Supplied information:

== Segment start ==

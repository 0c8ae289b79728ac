//! Built-in sample resume used by template gallery previews.

use crate::models::lenient::Scalar;
use crate::models::resume::{
    Achievement, Certification, CertificationProficiency, ContactInfo, EducationEntry,
    ExperienceEntry, JobType, Language, LanguageProficiency, PersonalLink, Project,
    ResumeDocument, Skill, SkillCategory,
};
use crate::models::section::SectionId;

fn s(text: &str) -> String {
    text.to_string()
}

pub fn sample_resume() -> ResumeDocument {
    ResumeDocument {
        title: s("Software Developer"),
        summary: Some(s(
            "Backend-leaning software developer who builds dependable web services and \
             the tooling around them. Comfortable owning a feature from schema design to \
             production monitoring.",
        )),
        contact_info: ContactInfo {
            first_name: s("Jane"),
            last_name: s("Smith"),
            email: s("jane.smith@example.com"),
            phone_number: s("9876543210"),
            address: s("12 Lake View Road"),
            city: s("Bengaluru"),
            state: s("Karnataka"),
            country: s("India"),
            postal_code: s("560001"),
            date_of_birth: None,
        },
        experience_list: vec![
            ExperienceEntry {
                job_title: s("Software Engineer"),
                company_name: s("Northwind Systems"),
                job_type: Some(JobType::FullTime),
                start_date: Some(s("2022-01-01")),
                end_date: Some(s("2024-03-01")),
                currently_working: false,
                city: s("Hyderabad"),
                state: s("Telangana"),
                country: s("India"),
                total_years: Some(Scalar::from(2)),
                total_months: Some(Scalar::from(2)),
                description: vec![
                    s("Moved order processing onto an event queue, cutting checkout latency by 35%."),
                    s("Wrote the integration test harness now used by four product teams."),
                    s("Mentored two interns through their first production releases."),
                ],
            },
            ExperienceEntry {
                job_title: s("Software Engineering Intern"),
                company_name: s("Brightline Labs"),
                job_type: Some(JobType::Internship),
                start_date: Some(s("2021-05-01")),
                end_date: Some(s("2021-11-01")),
                currently_working: false,
                city: s("Pune"),
                state: s("Maharashtra"),
                country: s("India"),
                total_years: None,
                total_months: Some(Scalar::from(6)),
                description: vec![s("Automated weekly reporting that previously took a day of manual work.")],
            },
        ],
        education_list: vec![EducationEntry {
            level: s("BACHELORS"),
            degree: s("B.E."),
            stream: s("Information Technology"),
            institute: s("Institute of Engineering"),
            university: s("State Technical University"),
            start_year: Some(Scalar::from(2018)),
            end_year: Some(Scalar::from(2022)),
            currently_studying: false,
            percentage: Some(Scalar::from("8.2")),
        }],
        skill_list: [
            ("Rust", SkillCategory::Technical),
            ("TypeScript", SkillCategory::Technical),
            ("PostgreSQL", SkillCategory::Database),
            ("Docker", SkillCategory::Tool),
            ("Team leadership", SkillCategory::Soft),
        ]
        .into_iter()
        .map(|(name, category)| Skill {
            skill_name: s(name),
            category,
        })
        .collect(),
        achievement_list: vec![
            Achievement {
                title: s("Regional hackathon winner"),
                description: s("Built a support-ticket triage assistant in 24 hours."),
                date: Some(s("2022-08-12")),
            },
            Achievement {
                title: s("Intern of the cohort"),
                description: s("Recognized for the reporting automation project."),
                date: Some(s("2021-11-30")),
            },
        ],
        certification_list: vec![
            Certification {
                title: s("Cloud Practitioner"),
                issuer: s("CloudCert Board"),
                issue_date: Some(s("2023-01-10")),
                expiry_date: Some(s("2026-01-10")),
                proficiency_level: Some(CertificationProficiency::Advanced),
            },
            Certification {
                title: s("Web Accessibility Fundamentals"),
                issuer: s("Open Learning"),
                issue_date: Some(s("2022-07-01")),
                expiry_date: None,
                proficiency_level: Some(CertificationProficiency::Intermediate),
            },
        ],
        language_list: vec![
            Language {
                name: s("English"),
                proficiency: Some(LanguageProficiency::Fluent),
                is_native: false,
            },
            Language {
                name: s("Kannada"),
                proficiency: Some(LanguageProficiency::Native),
                is_native: true,
            },
        ],
        project_list: vec![
            Project {
                title: s("Job Board"),
                tech_stack: s("Rust, Axum, PostgreSQL"),
                github_link: s("https://github.com/janesmith/job-board"),
                live_link: s("https://jobs.example.com"),
                description: vec![
                    s("Role-based job posting and candidate search."),
                    s("Token authentication and an admin dashboard."),
                ],
            },
            Project {
                title: s("Portfolio Site"),
                tech_stack: s("TypeScript, Static hosting"),
                github_link: s("https://github.com/janesmith/portfolio"),
                live_link: String::new(),
                description: vec![s("Personal site with a contact form and dark mode.")],
            },
        ],
        personal_link_list: vec![
            PersonalLink {
                platform: s("LinkedIn"),
                url: s("https://linkedin.com/in/janesmith"),
            },
            PersonalLink {
                platform: s("GitHub"),
                url: s("https://github.com/janesmith"),
            },
        ],
        ..ResumeDocument::default()
    }
}

/// Copies `document`, filling every empty section from the sample resume.
pub fn with_sample_fallback(document: &ResumeDocument) -> ResumeDocument {
    let sample = sample_resume();
    let mut filled = document.clone();
    for id in SectionId::ALL {
        if !filled.has_content(id) {
            filled.replace_section(sample.section(id));
        }
    }
    if filled.title.trim().is_empty() {
        filled.title = sample.title;
    }
    filled
}

#[cfg(test)]
mod tests {
    use super::*;

    #[test]
    fn test_sample_has_every_section() {
        let sample = sample_resume();
        for id in SectionId::ALL {
            assert!(sample.has_content(id), "sample is missing {id}");
        }
    }

    #[test]
    fn test_fallback_keeps_user_data() {
        let mut doc = ResumeDocument::default();
        doc.summary = Some("Mine".into());
        let filled = with_sample_fallback(&doc);
        assert_eq!(filled.summary.as_deref(), Some("Mine"));
        assert_eq!(filled.contact_info.first_name, "Jane");
        assert_eq!(filled.template_name, doc.template_name);
    }
}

== Segment end ==

Your instructions:
In the material above, each line with the word "ContactInfo" should be copied.

Solution for this problem:
    Achievement, Certification, CertificationProficiency, ContactInfo, EducationEntry,
        contact_info: ContactInfo {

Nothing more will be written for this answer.